Эти четыре молодых человека были наши друзья – Жан Робер, Людовик, Петрюс и Жюстен. Они искали глазами посреди всей этой толпы кого-то, надеясь встретить его здесь, но, как видно, все их старания оставались тщетными. Наконец они его заметили в числе вошедших за гробом.
Это был Сальватор.
Молодой человек тотчас их заметил и, пробившись сквозь толпу, пошел прямо к ним. Тем не менее, ему стоило большого труда пробраться к ним, потому что по дороге десятки рук протягивались к нему, желая пожать ему руку. Когда он подошел к столбу, где стояли четыре друга, четыре руки протянулись навстречу ему, и молодые люди составили круг, в центре которого стоял Сальватор.
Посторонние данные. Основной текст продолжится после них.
impl From<GatewayArg> for GatewayChoice {
    fn from(arg: GatewayArg) -> Self {
        match arg {
            GatewayArg::Auto => GatewayChoice::Auto,
            GatewayArg::Pinata => GatewayChoice::Pinata,
            GatewayArg::Public => GatewayChoice::Public,
        }
    }
}

// ── Entry point ───────────────────────────────────────────────────────────────

#[tokio::main]
async fn main() -> Result<()> {
    let cli = Cli::parse();
    let config_path = expand_tilde(&cli.config);
    let config = PinvaultConfig::load(&config_path)
        .with_context(|| format!("loading config: {}", config_path.display()))?;

    let level = cli.log.clone().unwrap_or_else(|| config.log.level.clone());
    let format = cli
        .log_format
        .clone()
        .unwrap_or_else(|| log_format_from_config(&config.log.format));
    init_logging(&level, &format);

    match cli.command {
        Commands::Encrypt { input, output, password_env } => {
            cmd_encrypt(&config, &input, output, password_env.as_deref()).await
        }
        Commands::Decrypt { input, output, password_env } => {
            cmd_decrypt(&config, &input, output, password_env.as_deref()).await
        }
        Commands::Upload { file, folder, encrypt, password_env } => {
            cmd_upload(&config, &file, &folder, encrypt, password_env.as_deref()).await
        }
        Commands::List { folder, search } => cmd_list(&config, &folder, search.as_deref()),
        Commands::Fetch { cid, output, password_env } => {
            cmd_fetch(&config, &cid, output, password_env.as_deref()).await
        }
        Commands::Rm { cid } => cmd_rm(&config, &cid).await,
        Commands::Folder { action: FolderAction::Create { name, parent } } => {
            cmd_folder_create(&config, &parent, &name)
        }
        Commands::Folder { action: FolderAction::List { parent } } => {
            cmd_folder_list(&config, &parent)
        }
        Commands::Folder { action: FolderAction::Rm { path } } => {
            cmd_folder_rm(&config, &path).await
        }
        Commands::Share { cid, gateway } => cmd_share(&config, &cid, gateway.into()),
        Commands::Open { link, output, password_env } => {
            cmd_open(&config, &link, output, password_env.as_deref()).await
        }
        Commands::Stats => cmd_stats(&config),
        Commands::Status => cmd_status(&config).await,
        Commands::Config { action: ConfigAction::Show } => cmd_config_show(&config, &config_path),
    }
}

fn init_logging(level: &str, format: &LogFormat) {
    use tracing_subscriber::{fmt, layer::SubscriberExt, util::SubscriberInitExt, EnvFilter};

    let filter = EnvFilter::try_from_default_env().unwrap_or_else(|_| EnvFilter::new(level));

    // stdout carries command output, logs go to stderr
    match format {
        LogFormat::Json => {
            tracing_subscriber::registry()
                .with(filter)
                .with(fmt::layer().json().with_writer(std::io::stderr))
                .init();
        }
        LogFormat::Text => {
            tracing_subscriber::registry()
                .with(filter)
                .with(fmt::layer().with_writer(std::io::stderr))
                .init();
        }
    }
}

fn log_format_from_config(value: &str) -> LogFormat {
    if value.eq_ignore_ascii_case("json") {
        LogFormat::Json
    } else {
        LogFormat::Text
    }
}

// ── Shared construction ───────────────────────────────────────────────────────

/// Pinning JWT from the environment; overrides storage.pinata_jwt.
fn jwt_from_env() -> Option<SecretString> {
    std::env::var("PINATA_JWT")
        .ok()
        .filter(|v| !v.trim().is_empty())
        .map(SecretString::from)
}

fn build_store(config: &PinvaultConfig) -> Result<Arc<dyn ContentStore>> {
    build_from_core_config(&config.storage, jwt_from_env()).context("building content store")
}

fn build_cipher(config: &PinvaultConfig) -> FileCipher {
    FileCipher::new(KdfParams {
        iterations: config.crypto.kdf_iterations,
    })
}

fn open_library(config: &PinvaultConfig) -> Result<Library> {
    let path = expand_tilde(&config.library.path);
    Library::open(&path, &config.library.owner)
        .with_context(|| format!("opening library: {}", path.display()))
}

fn make_spinner(prefix: &str) -> ProgressBar {
    let pb = ProgressBar::new_spinner();
    pb.set_style(
        ProgressStyle::with_template("{prefix:.bold} {spinner} {msg}")
            .unwrap_or_else(|_| ProgressStyle::default_spinner()),
    );
    pb.set_prefix(prefix.to_string());
    pb.enable_steady_tick(Duration::from_millis(80));
    pb
}

// ── Passwords ─────────────────────────────────────────────────────────────────

fn read_password(password_env: Option<&str>, prompt: &str) -> Result<SecretString> {
    if let Some(var) = password_env {
        let value = std::env::var(var)
            .with_context(|| format!("password variable {var} is not set"))?;
        return Ok(SecretString::from(value));
    }
    let value = rpassword::prompt_password(prompt).context("reading password")?;
    Ok(SecretString::from(value))
}

/// Password for a new envelope: length-checked, and typed twice when prompting.
fn read_new_password(password_env: Option<&str>, min_len: usize) -> Result<SecretString> {
    let password = read_password(password_env, "Encryption password: ")?;
    check_password(&password, min_len)?;
    if password_env.is_none() {
        let confirm = read_password(None, "Confirm password: ")?;
        if confirm.expose_secret() != password.expose_secret() {
            bail!("Passwords do not match");
        }
    }
    Ok(password)
}

fn check_password(password: &SecretString, min_len: usize) -> Result<()> {
    let len = password.expose_secret().chars().count();
    if len == 0 {
        bail!("Password is required");
    }
    if len < min_len {
        bail!("Password must be at least {min_len} characters long");
    }
    Ok(())
}

// ── Output paths ──────────────────────────────────────────────────────────────

fn encrypted_output(input: &Path) -> PathBuf {
    let mut name = input.as_os_str().to_os_string();
    name.push(ENCRYPTED_SUFFIX);
    PathBuf::from(name)
}

fn decrypted_output(input: &Path) -> PathBuf {
    let s = input.to_string_lossy();
    match s.strip_suffix(ENCRYPTED_SUFFIX) {
        Some(stem) if !stem.is_empty() && !stem.ends_with('/') => PathBuf::from(stem),
        _ => PathBuf::from(format!("{s}.decrypted")),
    }
}

/// Local file name for a name that came from a record or a link.
///
/// Only the final component is kept so a crafted name cannot write outside
/// the working directory.
fn safe_file_name(name: &str) -> PathBuf {
    Path::new(name)
        .file_name()
        .filter(|n| !n.is_empty())
        .map(PathBuf::from)
        .unwrap_or_else(|| PathBuf::from(DEFAULT_FILENAME))
}

fn file_name_of(path: &Path) -> Result<String> {
    path.file_name()
        .map(|n| n.to_string_lossy().into_owned())
        .with_context(|| format!("not a file path: {}", path.display()))
}

// ── `pinvault encrypt` / `decrypt` ────────────────────────────────────────────

async fn cmd_encrypt(
    config: &PinvaultConfig,
    input: &Path,
    output: Option<PathBuf>,
    password_env: Option<&str>,
) -> Result<()> {
    let plaintext = tokio::fs::read(input)
        .await
        .with_context(|| format!("reading {}", input.display()))?;
    let password = read_new_password(password_env, config.crypto.min_password_len)?;
    let metadata = FileMetadata::for_file(file_name_of(input)?, plaintext.len() as u64);
    let output = output.unwrap_or_else(|| encrypted_output(input));

    let pb = make_spinner("encrypt");
    pb.set_message(format!("{} (deriving key)", input.display()));
    let cipher = build_cipher(config);
    let encrypted =
        tokio::task::spawn_blocking(move || cipher.encrypt(&plaintext, &password, metadata))
            .await
            .context("encryption task failed")??;
    pb.finish_and_clear();

    tokio::fs::write(&output, &encrypted.envelope)
        .await
        .with_context(|| format!("writing {}", output.display()))?;

    println!("Encrypted {} → {}", input.display(), output.display());
    println!(
        "  {} → {}",
        format_size(encrypted.metadata.size),
        format_size(encrypted.envelope.len() as u64)
    );
    println!("  name and type are not stored in the envelope; keep them alongside it");
    Ok(())
}

async fn cmd_decrypt(
    config: &PinvaultConfig,
    input: &Path,
    output: Option<PathBuf>,
    password_env: Option<&str>,
) -> Result<()> {
    let envelope = tokio::fs::read(input)
        .await
        .with_context(|| format!("reading {}", input.display()))?;
    let password = read_password(password_env, "Password: ")?;
    check_password(&password, 1)?;
    let output = output.unwrap_or_else(|| decrypted_output(input));

    let pb = make_spinner("decrypt");
    pb.set_message(format!("{}", input.display()));
    let cipher = build_cipher(config);
    let result = tokio::task::spawn_blocking(move || cipher.decrypt(&envelope, &password))
        .await
        .context("decryption task failed")?;
    pb.finish_and_clear();

    let plaintext = match result {
        Ok(bytes) => bytes,
        Err(CryptoError::DecryptionFailed) => {
            bail!("{}: {}", input.display(), CryptoError::DecryptionFailed)
        }
        Err(e) => return Err(e.into()),
    };

    tokio::fs::write(&output, &plaintext)
        .await
        .with_context(|| format!("writing {}", output.display()))?;
    println!(
        "Decrypted {} → {} ({})",
        input.display(),
        output.display(),
        format_size(plaintext.len() as u64)
    );
    Ok(())
}

// ── `pinvault upload` ─────────────────────────────────────────────────────────

async fn cmd_upload(
    config: &PinvaultConfig,
    file: &Path,
    folder: &str,
    encrypt: bool,
    password_env: Option<&str>,
) -> Result<()> {
    let bytes = tokio::fs::read(file)
        .await
        .with_context(|| format!("reading {}", file.display()))?;
    let name = file_name_of(file)?;
    let password = if encrypt {
        Some(read_new_password(password_env, config.crypto.min_password_len)?)
    } else {
        None
    };

    let store = build_store(config)?;
    let service = UploadService::new(store.clone(), build_cipher(config));
    let mut library = open_library(config)?;

    let pb = make_spinner("upload");
    pb.set_message(format!("{name} → {}", store.backend_name()));
    let result = match password {
        Some(password) => {
            service
                .upload_encrypted(&mut library, &name, bytes, password, folder)
                .await
        }
        None => service.upload(&mut library, &name, bytes, folder).await,
    };
    pb.finish_and_clear();
    let record = result.with_context(|| format!("uploading {}", file.display()))?;
    library.flush().context("saving library")?;

    println!("Uploaded {} → {}", file.display(), record.folder);
    println!("  cid:       {}", record.cid);
    println!("  size:      {}", format_size(record.size));
    println!("  encrypted: {}", if record.encrypted { "yes" } else { "no" });
    if record.is_real_ipfs {
        let gateways = Gateways::from_config(&config.storage);
        println!("  gateway:   {}", gateways.url_for(&record.cid, GatewayChoice::Auto));
    } else {
        println!("  stored in the local simulated store (set PINATA_JWT to pin to IPFS)");
    }
    if record.encrypted {
        println!("  share with: pinvault share {}", record.cid);
    }
    Ok(())
}
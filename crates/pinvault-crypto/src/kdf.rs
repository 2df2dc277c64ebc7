//! Key derivation: PBKDF2-HMAC-SHA256 password → AES-256 key

use pbkdf2::pbkdf2_hmac;
use secrecy::{ExposeSecret, SecretString};
use sha2::Sha256;
use zeroize::Zeroize;

use crate::{KEY_SIZE, SALT_SIZE};

/// Iteration count every existing envelope was produced with.
pub const DEFAULT_ITERATIONS: u32 = 100_000;

/// A 256-bit key derived from a password. Zeroized on drop.
pub struct DerivedKey {
    bytes: [u8; KEY_SIZE],
}

impl DerivedKey {
    pub fn as_bytes(&self) -> &[u8; KEY_SIZE] {
        &self.bytes
    }
}

impl Drop for DerivedKey {
    fn drop(&mut self) {
        self.bytes.zeroize();
    }
}

impl std::fmt::Debug for DerivedKey {
    fn fmt(&self, f: &mut std::fmt::Formatter<'_>) -> std::fmt::Result {
        f.debug_struct("DerivedKey")
            .field("bytes", &"[REDACTED]")
            .finish()
    }
}

/// PBKDF2 parameters
#[derive(Debug, Clone, PartialEq, Eq)]
pub struct KdfParams {
    /// Iterations (default: 100_000). Not stored in the envelope.
    pub iterations: u32,
}

impl Default for KdfParams {
    fn default() -> Self {
        Self {
            iterations: DEFAULT_ITERATIONS,
        }
    }
}

/// Derive a 256-bit key from a password and a 16-byte salt.
///
/// Deterministic: the same (password, salt) always yields the same key.
/// Empty passwords are accepted here; refusing them is the caller's job.
pub fn derive_key(
    password: &SecretString,
    salt: &[u8; SALT_SIZE],
    params: &KdfParams,
) -> DerivedKey {
    let mut bytes = [0u8; KEY_SIZE];
    pbkdf2_hmac::<Sha256>(
        password.expose_secret().as_bytes(),
        salt,
        params.iterations,
        &mut bytes,
    );
    DerivedKey { bytes }
}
– Не скажете ли вы нам что-нибудь нового? – спросил Жан Робер, который заметил выражение беспокойства в глазах молодого человека.
– Да, и кое-что особенно важное, – ответил Сальватор.
И оглядев всех пристальным взглядом, добавил:
– Что бы вы ни слыхали, что бы вы ни видели, каким бы удобным ни казался вам случай, – ничего не предпринимайте!
– Что же такое? – спросил Людовик.
– Не знаю, – сказал Сальватор, – но что-то вроде восстания.
– Как, в день похорон? – спросил наивно Жюстен.
Сальватор улыбнулся.
– Вы знаете пословицу, мой милый Жюстен, – «Доброму вору все впору»?
– В таком случае, зачем уговариваете вы нас ничего не предпринимать?
– Оттого, что восстание восстанию рознь.
– Разумеется, – подхватил Людовик, который понял смысл слов Сальватора. – Бывают восстания, которые делаются самим ходом событий, и восстания, которые приказывают делать.
– Иначе говоря, бывают бунты без бунтовщиков, – добавил Жан Робер.
– Черт возьми! – заметил Петрюс. – Это самые опасные, по крайней мере, таково мнение моего доброго дяди.
– Ваш добрый дядя – умный человек, Петрюс, – сказал Сальватор.